Exercise prompt: All lines in the material below that hold "filled" should be found and copied.

Records provided:
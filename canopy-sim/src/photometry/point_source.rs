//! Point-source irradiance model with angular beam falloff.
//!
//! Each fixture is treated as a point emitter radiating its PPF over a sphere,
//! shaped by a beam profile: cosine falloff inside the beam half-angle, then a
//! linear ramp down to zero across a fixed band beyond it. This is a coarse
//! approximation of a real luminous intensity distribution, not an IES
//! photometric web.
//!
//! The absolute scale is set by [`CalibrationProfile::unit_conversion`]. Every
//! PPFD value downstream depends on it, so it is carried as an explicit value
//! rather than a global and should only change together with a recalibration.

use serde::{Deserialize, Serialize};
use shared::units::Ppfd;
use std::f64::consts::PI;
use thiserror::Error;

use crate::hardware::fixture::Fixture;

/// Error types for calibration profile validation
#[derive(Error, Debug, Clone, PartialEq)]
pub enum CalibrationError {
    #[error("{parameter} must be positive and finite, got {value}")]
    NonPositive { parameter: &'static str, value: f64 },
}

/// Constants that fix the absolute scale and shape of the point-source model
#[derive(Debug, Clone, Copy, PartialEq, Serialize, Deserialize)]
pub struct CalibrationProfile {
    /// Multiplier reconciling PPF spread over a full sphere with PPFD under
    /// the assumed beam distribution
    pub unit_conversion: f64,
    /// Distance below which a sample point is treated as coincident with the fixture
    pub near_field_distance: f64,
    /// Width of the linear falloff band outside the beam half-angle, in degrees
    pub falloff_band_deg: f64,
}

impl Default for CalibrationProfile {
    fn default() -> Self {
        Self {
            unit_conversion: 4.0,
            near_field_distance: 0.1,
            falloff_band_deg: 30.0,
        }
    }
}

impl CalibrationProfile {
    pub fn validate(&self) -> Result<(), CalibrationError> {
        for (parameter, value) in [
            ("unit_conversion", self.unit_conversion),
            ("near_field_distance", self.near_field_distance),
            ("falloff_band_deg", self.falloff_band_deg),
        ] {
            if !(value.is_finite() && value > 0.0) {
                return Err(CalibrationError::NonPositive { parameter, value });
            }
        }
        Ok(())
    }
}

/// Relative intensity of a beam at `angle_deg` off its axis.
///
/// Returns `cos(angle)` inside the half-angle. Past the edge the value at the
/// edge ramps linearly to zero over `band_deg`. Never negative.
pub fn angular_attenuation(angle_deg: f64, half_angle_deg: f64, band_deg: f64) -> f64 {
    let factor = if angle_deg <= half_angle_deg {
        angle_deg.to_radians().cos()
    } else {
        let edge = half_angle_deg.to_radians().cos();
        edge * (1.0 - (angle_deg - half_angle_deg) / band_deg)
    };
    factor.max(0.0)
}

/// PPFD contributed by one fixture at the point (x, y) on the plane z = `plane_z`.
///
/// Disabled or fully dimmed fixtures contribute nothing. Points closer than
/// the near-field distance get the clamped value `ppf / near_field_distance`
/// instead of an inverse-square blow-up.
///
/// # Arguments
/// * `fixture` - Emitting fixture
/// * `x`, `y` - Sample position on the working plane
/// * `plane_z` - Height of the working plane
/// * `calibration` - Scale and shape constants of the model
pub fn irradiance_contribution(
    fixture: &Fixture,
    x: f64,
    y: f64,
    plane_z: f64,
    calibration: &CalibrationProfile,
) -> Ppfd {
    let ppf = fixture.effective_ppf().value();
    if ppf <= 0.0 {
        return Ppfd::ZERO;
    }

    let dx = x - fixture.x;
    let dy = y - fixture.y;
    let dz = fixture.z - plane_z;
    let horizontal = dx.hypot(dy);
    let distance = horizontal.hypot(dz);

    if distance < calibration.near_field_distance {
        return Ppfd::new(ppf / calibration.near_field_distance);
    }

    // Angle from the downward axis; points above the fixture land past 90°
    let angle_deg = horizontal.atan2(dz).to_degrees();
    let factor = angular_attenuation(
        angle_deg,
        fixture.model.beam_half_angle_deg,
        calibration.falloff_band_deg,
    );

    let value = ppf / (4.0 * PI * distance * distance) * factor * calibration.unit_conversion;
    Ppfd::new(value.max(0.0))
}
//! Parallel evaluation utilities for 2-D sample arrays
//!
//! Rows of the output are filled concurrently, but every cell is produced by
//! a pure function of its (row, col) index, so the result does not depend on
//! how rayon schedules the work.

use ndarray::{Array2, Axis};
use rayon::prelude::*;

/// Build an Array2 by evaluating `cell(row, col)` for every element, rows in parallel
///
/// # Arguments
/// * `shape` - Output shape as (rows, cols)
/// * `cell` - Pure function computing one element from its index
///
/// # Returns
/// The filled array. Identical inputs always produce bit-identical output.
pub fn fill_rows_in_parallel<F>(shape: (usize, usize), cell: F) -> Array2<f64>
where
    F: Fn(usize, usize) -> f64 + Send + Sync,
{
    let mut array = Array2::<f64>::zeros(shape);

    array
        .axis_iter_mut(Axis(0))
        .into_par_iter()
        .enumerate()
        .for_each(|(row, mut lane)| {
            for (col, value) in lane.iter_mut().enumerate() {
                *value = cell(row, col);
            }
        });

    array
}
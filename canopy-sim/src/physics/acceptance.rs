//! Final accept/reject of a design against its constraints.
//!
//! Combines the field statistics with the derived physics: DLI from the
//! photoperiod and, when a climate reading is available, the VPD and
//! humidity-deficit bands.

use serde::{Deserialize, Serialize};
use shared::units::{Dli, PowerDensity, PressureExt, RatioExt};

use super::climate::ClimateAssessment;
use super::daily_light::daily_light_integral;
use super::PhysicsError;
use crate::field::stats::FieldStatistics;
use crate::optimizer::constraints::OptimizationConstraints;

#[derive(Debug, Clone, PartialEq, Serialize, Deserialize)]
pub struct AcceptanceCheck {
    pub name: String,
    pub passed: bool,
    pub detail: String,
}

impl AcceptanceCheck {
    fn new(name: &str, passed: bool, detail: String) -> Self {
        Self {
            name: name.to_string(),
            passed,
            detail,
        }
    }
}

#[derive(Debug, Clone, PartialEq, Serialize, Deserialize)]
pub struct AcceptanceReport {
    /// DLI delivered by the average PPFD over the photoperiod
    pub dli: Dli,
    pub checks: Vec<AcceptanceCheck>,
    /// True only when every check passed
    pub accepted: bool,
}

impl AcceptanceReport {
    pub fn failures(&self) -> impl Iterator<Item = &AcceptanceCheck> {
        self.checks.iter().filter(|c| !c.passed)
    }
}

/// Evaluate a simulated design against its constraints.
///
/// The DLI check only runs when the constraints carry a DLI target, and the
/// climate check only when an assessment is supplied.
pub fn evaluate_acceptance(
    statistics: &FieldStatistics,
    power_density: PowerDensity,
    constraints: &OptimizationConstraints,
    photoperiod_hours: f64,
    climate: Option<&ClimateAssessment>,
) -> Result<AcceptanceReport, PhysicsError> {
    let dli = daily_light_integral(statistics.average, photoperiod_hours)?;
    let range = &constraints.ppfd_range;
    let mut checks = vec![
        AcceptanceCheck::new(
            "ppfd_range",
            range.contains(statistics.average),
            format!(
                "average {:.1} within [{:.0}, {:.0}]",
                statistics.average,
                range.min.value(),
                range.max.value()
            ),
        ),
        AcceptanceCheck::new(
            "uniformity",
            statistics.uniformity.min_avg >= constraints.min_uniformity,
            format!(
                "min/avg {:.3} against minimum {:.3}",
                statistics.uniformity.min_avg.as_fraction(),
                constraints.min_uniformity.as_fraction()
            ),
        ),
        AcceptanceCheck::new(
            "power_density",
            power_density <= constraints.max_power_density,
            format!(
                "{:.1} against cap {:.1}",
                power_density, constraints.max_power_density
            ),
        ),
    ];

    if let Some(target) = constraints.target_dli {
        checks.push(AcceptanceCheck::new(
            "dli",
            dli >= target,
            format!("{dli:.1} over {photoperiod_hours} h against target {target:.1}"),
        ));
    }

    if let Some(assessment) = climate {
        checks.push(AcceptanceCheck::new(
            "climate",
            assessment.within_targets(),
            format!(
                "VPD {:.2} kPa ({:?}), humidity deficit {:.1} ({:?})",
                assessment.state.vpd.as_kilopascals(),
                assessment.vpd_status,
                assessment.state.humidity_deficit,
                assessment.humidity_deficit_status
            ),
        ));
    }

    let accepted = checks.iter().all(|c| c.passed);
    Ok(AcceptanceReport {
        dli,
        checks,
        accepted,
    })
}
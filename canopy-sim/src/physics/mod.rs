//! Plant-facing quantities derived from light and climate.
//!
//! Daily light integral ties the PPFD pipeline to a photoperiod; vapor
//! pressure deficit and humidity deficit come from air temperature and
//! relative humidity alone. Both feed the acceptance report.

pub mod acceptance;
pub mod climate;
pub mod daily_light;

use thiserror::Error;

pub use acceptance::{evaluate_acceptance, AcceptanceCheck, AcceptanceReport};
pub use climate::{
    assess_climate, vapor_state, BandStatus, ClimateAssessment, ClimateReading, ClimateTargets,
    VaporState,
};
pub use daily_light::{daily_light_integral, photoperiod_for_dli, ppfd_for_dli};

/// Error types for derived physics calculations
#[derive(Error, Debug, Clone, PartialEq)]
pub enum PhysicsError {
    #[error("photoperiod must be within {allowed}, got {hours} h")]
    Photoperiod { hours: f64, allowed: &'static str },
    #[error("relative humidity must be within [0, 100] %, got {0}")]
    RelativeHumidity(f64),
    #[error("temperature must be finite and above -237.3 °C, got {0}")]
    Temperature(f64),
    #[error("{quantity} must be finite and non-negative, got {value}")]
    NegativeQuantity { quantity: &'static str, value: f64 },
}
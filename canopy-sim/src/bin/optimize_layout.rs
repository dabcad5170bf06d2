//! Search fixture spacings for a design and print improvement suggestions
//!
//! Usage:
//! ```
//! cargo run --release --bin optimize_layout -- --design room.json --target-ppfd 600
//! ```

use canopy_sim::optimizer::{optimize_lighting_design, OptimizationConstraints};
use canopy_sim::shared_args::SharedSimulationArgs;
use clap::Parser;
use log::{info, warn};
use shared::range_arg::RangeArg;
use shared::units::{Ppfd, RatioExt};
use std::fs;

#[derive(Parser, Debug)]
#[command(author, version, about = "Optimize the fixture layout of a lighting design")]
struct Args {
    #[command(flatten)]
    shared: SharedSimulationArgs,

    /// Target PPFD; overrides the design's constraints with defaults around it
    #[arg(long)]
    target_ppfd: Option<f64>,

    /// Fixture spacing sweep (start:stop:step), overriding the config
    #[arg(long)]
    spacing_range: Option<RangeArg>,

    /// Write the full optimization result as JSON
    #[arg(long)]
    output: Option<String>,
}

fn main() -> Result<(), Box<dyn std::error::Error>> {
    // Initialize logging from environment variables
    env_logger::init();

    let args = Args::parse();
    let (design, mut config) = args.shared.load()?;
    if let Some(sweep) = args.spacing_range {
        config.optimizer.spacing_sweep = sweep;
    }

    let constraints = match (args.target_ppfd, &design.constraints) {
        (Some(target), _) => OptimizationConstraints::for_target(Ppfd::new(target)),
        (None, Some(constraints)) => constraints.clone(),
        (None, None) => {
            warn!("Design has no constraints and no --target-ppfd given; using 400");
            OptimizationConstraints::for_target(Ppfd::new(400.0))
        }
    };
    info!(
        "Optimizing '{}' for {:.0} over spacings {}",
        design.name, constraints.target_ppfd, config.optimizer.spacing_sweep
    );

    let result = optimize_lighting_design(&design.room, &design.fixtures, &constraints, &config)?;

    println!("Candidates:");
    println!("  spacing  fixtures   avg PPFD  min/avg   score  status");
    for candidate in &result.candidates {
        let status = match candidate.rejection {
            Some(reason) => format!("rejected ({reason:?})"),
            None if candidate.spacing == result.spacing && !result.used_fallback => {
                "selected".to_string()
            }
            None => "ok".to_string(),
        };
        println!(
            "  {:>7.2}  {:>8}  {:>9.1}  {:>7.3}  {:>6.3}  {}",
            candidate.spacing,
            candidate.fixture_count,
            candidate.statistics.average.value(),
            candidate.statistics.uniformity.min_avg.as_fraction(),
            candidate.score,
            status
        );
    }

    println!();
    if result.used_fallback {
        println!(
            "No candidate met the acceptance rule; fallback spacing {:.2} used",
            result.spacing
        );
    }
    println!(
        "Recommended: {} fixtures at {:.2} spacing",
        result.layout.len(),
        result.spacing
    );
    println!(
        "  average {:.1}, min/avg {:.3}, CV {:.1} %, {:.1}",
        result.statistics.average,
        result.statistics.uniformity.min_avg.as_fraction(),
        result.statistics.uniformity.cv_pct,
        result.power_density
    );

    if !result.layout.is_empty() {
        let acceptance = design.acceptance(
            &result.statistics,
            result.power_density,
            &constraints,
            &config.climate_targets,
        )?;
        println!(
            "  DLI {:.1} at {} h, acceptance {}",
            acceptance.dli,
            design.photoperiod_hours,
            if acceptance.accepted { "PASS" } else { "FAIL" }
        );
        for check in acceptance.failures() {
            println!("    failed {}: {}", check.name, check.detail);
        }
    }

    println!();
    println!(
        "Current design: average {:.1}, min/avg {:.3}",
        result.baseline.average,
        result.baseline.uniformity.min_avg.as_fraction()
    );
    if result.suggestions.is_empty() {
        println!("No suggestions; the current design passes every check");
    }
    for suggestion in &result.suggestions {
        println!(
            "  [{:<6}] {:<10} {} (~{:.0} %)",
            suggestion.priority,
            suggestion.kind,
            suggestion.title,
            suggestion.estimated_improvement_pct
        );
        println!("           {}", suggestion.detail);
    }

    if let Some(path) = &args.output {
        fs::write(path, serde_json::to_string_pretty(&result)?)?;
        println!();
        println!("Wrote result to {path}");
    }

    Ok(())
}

Task response:
//! Rows of the output are filled concurrently, but every cell is produced by
/// The filled array. Identical inputs always produce bit-identical output.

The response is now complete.